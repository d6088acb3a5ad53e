//! Order-id bookkeeping in front of the broker.
//!
//! The broker aggregates quantity per price and has no notion of order
//! identity. `OrderRegistry` remembers, per client order id, where a limit
//! order rested so it can later be cancelled by id.
//!
//! ## Memory Model
//!
//! - **Slab**: resting entries, keys reused after removal
//! - **HashMap**: order id to slab key for O(1) cancel
//!
//! Fills are not reported per order, so a recorded quantity is an upper
//! bound on what is still resting for that order. A cancel asks the ledger
//! to remove the recorded quantity; the ledger clips to what the level holds.

use std::collections::HashMap;

use slab::Slab;
use tracing::debug;

use crate::engine::{Broker, Execution};
use crate::types::{Order, OrderType, Price, Qty, Side};

/// Where and how much a limit order rested.
#[derive(Debug, Clone, Copy, PartialEq)]
pub struct RestingOrder {
    pub id: u64,
    pub side: Side,
    pub price: Price,

    /// Quantity posted by `insert_order`
    pub quantity: Qty,
}

impl RestingOrder {
    /// The cancel message the broker understands
    pub fn cancel_order(&self) -> Order {
        Order::limit(self.side, self.price, self.quantity).with_id(self.id)
    }
}

/// Client order id to resting-level index.
#[derive(Debug, Default)]
pub struct OrderRegistry {
    entries: Slab<RestingOrder>,
    by_id: HashMap<u64, usize>,
}

impl OrderRegistry {
    pub fn new() -> Self {
        Self::default()
    }

    /// Pre-allocate room for `capacity` resting orders
    pub fn with_capacity(capacity: usize) -> Self {
        Self {
            entries: Slab::with_capacity(capacity),
            by_id: HashMap::with_capacity(capacity),
        }
    }

    #[inline]
    pub fn len(&self) -> usize {
        self.entries.len()
    }

    #[inline]
    pub fn is_empty(&self) -> bool {
        self.entries.is_empty()
    }

    /// Remember the posted part of `order`.
    ///
    /// # Arguments
    ///
    /// * `order` - The order that was passed to `insert_order`
    /// * `execution` - What `insert_order` returned for it
    ///
    /// # Returns
    ///
    /// `true` if something was recorded. Market orders and fully filled
    /// limits never rest and are skipped. Re-recording an id replaces it.
    pub fn record(&mut self, order: &Order, execution: &Execution) -> bool {
        if order.order_type != OrderType::Limit || execution.posted == 0 {
            return false;
        }

        let entry = RestingOrder {
            id: order.id,
            side: order.side,
            price: order.price,
            quantity: execution.posted,
        };

        match self.by_id.get(&order.id) {
            Some(&key) => self.entries[key] = entry,
            None => {
                let key = self.entries.insert(entry);
                self.by_id.insert(order.id, key);
            }
        }
        true
    }

    pub fn get(&self, id: u64) -> Option<&RestingOrder> {
        self.by_id.get(&id).and_then(|&key| self.entries.get(key))
    }

    /// Cancel order `id` on `broker` and forget it.
    ///
    /// # Returns
    ///
    /// The forgotten entry, or `None` if `id` is unknown. An entry whose level
    /// was already consumed by matching is still returned and forgotten.
    pub fn cancel(&mut self, id: u64, broker: &mut Broker) -> Option<RestingOrder> {
        let key = self.by_id.remove(&id)?;
        let entry = self.entries.remove(key);

        if !broker.cancel_order(&entry.cancel_order()) {
            debug!(id, price = entry.price, side = %entry.side, "level already gone at cancel");
        }
        Some(entry)
    }

    /// Forget every entry without touching any broker
    pub fn clear(&mut self) {
        self.entries.clear();
        self.by_id.clear();
    }
}

// ============================================================================
// Unit Tests
// ============================================================================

___

Your goal
Type the data out again, exactly.

Problem solution
repository d6088acb3a5ad53e
//! Order-id bookkeeping in front of the broker.
//!
//! The broker aggregates quantity per price and has no notion of order
//! identity. `OrderRegistry` remembers, per client order id, where a limit
//! order rested so it can later be cancelled by id.
//!
//! ## Memory Model
//!
//! - **Slab**: resting entries, keys reused after removal
//! - **HashMap**: order id to slab key for O(1) cancel
//!
//! Fills are not reported per order, so a recorded quantity is an upper
//! bound on what is still resting for that order. A cancel asks the ledger
//! to remove the recorded quantity; the ledger clips to what the level holds.

use std::collections::HashMap;

use slab::Slab;
use tracing::debug;

use crate::engine::{Broker, Execution};
use crate::types::{Order, OrderType, Price, Qty, Side};

/// Where and how much a limit order rested.
#[derive(Debug, Clone, Copy, PartialEq)]
pub struct RestingOrder {
    pub id: u64,
    pub side: Side,
    pub price: Price,

    /// Quantity posted by `insert_order`
    pub quantity: Qty,
}

impl RestingOrder {
    /// The cancel message the broker understands
    pub fn cancel_order(&self) -> Order {
        Order::limit(self.side, self.price, self.quantity).with_id(self.id)
    }
}

/// Client order id to resting-level index.
#[derive(Debug, Default)]
pub struct OrderRegistry {
    entries: Slab<RestingOrder>,
    by_id: HashMap<u64, usize>,
}

impl OrderRegistry {
    pub fn new() -> Self {
        Self::default()
    }

    /// Pre-allocate room for `capacity` resting orders
    pub fn with_capacity(capacity: usize) -> Self {
        Self {
            entries: Slab::with_capacity(capacity),
            by_id: HashMap::with_capacity(capacity),
        }
    }

    #[inline]
    pub fn len(&self) -> usize {
        self.entries.len()
    }

    #[inline]
    pub fn is_empty(&self) -> bool {
        self.entries.is_empty()
    }

    /// Remember the posted part of `order`.
    ///
    /// # Arguments
    ///
    /// * `order` - The order that was passed to `insert_order`
    /// * `execution` - What `insert_order` returned for it
    ///
    /// # Returns
    ///
    /// `true` if something was recorded. Market orders and fully filled
    /// limits never rest and are skipped. Re-recording an id replaces it.
    pub fn record(&mut self, order: &Order, execution: &Execution) -> bool {
        if order.order_type != OrderType::Limit || execution.posted == 0 {
            return false;
        }

        let entry = RestingOrder {
            id: order.id,
            side: order.side,
            price: order.price,
            quantity: execution.posted,
        };

        match self.by_id.get(&order.id) {
            Some(&key) => self.entries[key] = entry,
            None => {
                let key = self.entries.insert(entry);
                self.by_id.insert(order.id, key);
            }
        }
        true
    }

    pub fn get(&self, id: u64) -> Option<&RestingOrder> {
        self.by_id.get(&id).and_then(|&key| self.entries.get(key))
    }

    /// Cancel order `id` on `broker` and forget it.
    ///
    /// # Returns
    ///
    /// The forgotten entry, or `None` if `id` is unknown. An entry whose level
    /// was already consumed by matching is still returned and forgotten.
    pub fn cancel(&mut self, id: u64, broker: &mut Broker) -> Option<RestingOrder> {
        let key = self.by_id.remove(&id)?;
        let entry = self.entries.remove(key);

        if !broker.cancel_order(&entry.cancel_order()) {
            debug!(id, price = entry.price, side = %entry.side, "level already gone at cancel");
        }
        Some(entry)
    }

    /// Forget every entry without touching any broker
    pub fn clear(&mut self) {
        self.entries.clear();
        self.by_id.clear();
    }
}

// ============================================================================
// Unit Tests
// ============================================================================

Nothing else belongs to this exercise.